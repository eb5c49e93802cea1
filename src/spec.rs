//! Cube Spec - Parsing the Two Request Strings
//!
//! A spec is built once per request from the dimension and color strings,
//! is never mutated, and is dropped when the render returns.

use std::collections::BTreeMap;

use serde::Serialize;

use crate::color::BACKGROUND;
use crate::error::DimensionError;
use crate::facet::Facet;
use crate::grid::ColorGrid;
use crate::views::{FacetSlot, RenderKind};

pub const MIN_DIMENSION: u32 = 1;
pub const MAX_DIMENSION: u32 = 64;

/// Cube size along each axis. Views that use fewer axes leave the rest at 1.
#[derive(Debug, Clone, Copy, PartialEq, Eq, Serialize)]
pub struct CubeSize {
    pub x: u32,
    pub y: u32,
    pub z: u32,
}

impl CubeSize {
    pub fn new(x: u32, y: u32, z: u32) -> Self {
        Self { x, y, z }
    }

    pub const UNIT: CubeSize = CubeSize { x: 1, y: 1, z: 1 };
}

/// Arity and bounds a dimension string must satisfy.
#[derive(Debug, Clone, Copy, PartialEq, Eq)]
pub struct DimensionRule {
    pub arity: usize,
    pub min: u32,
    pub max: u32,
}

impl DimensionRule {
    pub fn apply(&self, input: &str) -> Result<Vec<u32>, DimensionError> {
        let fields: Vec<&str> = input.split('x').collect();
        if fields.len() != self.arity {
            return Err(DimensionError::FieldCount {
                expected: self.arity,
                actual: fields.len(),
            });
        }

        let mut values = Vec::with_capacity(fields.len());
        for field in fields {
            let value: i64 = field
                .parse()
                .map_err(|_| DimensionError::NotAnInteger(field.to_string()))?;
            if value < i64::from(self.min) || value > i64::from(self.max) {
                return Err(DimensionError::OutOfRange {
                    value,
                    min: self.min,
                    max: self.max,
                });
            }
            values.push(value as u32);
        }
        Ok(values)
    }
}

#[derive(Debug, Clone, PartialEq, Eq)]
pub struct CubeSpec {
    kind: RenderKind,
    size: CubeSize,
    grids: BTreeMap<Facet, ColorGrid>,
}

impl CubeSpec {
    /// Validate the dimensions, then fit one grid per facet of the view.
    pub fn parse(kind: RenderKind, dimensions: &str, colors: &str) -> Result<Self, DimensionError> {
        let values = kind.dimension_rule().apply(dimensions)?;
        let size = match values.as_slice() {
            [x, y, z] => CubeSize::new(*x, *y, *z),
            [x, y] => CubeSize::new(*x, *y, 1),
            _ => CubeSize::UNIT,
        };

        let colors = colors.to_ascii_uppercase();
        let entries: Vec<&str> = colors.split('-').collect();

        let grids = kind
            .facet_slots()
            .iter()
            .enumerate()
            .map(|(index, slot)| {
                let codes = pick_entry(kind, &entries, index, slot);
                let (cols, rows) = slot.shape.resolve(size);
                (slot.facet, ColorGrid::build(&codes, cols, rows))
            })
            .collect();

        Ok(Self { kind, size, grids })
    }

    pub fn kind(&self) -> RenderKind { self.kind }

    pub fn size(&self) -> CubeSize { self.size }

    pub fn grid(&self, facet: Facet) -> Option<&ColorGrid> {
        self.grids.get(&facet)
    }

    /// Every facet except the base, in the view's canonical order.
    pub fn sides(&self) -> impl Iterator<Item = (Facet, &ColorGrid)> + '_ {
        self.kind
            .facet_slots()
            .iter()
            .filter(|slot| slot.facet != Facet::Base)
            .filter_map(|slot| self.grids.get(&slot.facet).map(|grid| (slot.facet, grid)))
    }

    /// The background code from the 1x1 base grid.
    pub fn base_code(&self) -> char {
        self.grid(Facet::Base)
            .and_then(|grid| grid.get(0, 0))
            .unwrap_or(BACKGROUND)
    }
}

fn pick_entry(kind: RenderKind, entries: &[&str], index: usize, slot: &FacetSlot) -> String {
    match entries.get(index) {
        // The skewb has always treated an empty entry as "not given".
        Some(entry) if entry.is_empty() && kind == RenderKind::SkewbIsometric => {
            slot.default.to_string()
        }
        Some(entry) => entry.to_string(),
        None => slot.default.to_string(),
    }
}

────

## [Instructions for the task]
What you return must match the listing exactly, line for line.

## [Solution below]
repository eb5c49e93802cea1
filename src/spec.rs
//! Cube Spec - Parsing the Two Request Strings
//!
//! A spec is built once per request from the dimension and color strings,
//! is never mutated, and is dropped when the render returns.

use std::collections::BTreeMap;

use serde::Serialize;

use crate::color::BACKGROUND;
use crate::error::DimensionError;
use crate::facet::Facet;
use crate::grid::ColorGrid;
use crate::views::{FacetSlot, RenderKind};

pub const MIN_DIMENSION: u32 = 1;
pub const MAX_DIMENSION: u32 = 64;

/// Cube size along each axis. Views that use fewer axes leave the rest at 1.
#[derive(Debug, Clone, Copy, PartialEq, Eq, Serialize)]
pub struct CubeSize {
    pub x: u32,
    pub y: u32,
    pub z: u32,
}

impl CubeSize {
    pub fn new(x: u32, y: u32, z: u32) -> Self {
        Self { x, y, z }
    }

    pub const UNIT: CubeSize = CubeSize { x: 1, y: 1, z: 1 };
}

/// Arity and bounds a dimension string must satisfy.
#[derive(Debug, Clone, Copy, PartialEq, Eq)]
pub struct DimensionRule {
    pub arity: usize,
    pub min: u32,
    pub max: u32,
}

impl DimensionRule {
    pub fn apply(&self, input: &str) -> Result<Vec<u32>, DimensionError> {
        let fields: Vec<&str> = input.split('x').collect();
        if fields.len() != self.arity {
            return Err(DimensionError::FieldCount {
                expected: self.arity,
                actual: fields.len(),
            });
        }

        let mut values = Vec::with_capacity(fields.len());
        for field in fields {
            let value: i64 = field
                .parse()
                .map_err(|_| DimensionError::NotAnInteger(field.to_string()))?;
            if value < i64::from(self.min) || value > i64::from(self.max) {
                return Err(DimensionError::OutOfRange {
                    value,
                    min: self.min,
                    max: self.max,
                });
            }
            values.push(value as u32);
        }
        Ok(values)
    }
}

#[derive(Debug, Clone, PartialEq, Eq)]
pub struct CubeSpec {
    kind: RenderKind,
    size: CubeSize,
    grids: BTreeMap<Facet, ColorGrid>,
}

impl CubeSpec {
    /// Validate the dimensions, then fit one grid per facet of the view.
    pub fn parse(kind: RenderKind, dimensions: &str, colors: &str) -> Result<Self, DimensionError> {
        let values = kind.dimension_rule().apply(dimensions)?;
        let size = match values.as_slice() {
            [x, y, z] => CubeSize::new(*x, *y, *z),
            [x, y] => CubeSize::new(*x, *y, 1),
            _ => CubeSize::UNIT,
        };

        let colors = colors.to_ascii_uppercase();
        let entries: Vec<&str> = colors.split('-').collect();

        let grids = kind
            .facet_slots()
            .iter()
            .enumerate()
            .map(|(index, slot)| {
                let codes = pick_entry(kind, &entries, index, slot);
                let (cols, rows) = slot.shape.resolve(size);
                (slot.facet, ColorGrid::build(&codes, cols, rows))
            })
            .collect();

        Ok(Self { kind, size, grids })
    }

    pub fn kind(&self) -> RenderKind { self.kind }

    pub fn size(&self) -> CubeSize { self.size }

    pub fn grid(&self, facet: Facet) -> Option<&ColorGrid> {
        self.grids.get(&facet)
    }

    /// Every facet except the base, in the view's canonical order.
    pub fn sides(&self) -> impl Iterator<Item = (Facet, &ColorGrid)> + '_ {
        self.kind
            .facet_slots()
            .iter()
            .filter(|slot| slot.facet != Facet::Base)
            .filter_map(|slot| self.grids.get(&slot.facet).map(|grid| (slot.facet, grid)))
    }

    /// The background code from the 1x1 base grid.
    pub fn base_code(&self) -> char {
        self.grid(Facet::Base)
            .and_then(|grid| grid.get(0, 0))
            .unwrap_or(BACKGROUND)
    }
}

fn pick_entry(kind: RenderKind, entries: &[&str], index: usize, slot: &FacetSlot) -> String {
    match entries.get(index) {
        // The skewb has always treated an empty entry as "not given".
        Some(entry) if entry.is_empty() && kind == RenderKind::SkewbIsometric => {
            slot.default.to_string()
        }
        Some(entry) => entry.to_string(),
        None => slot.default.to_string(),
    }
}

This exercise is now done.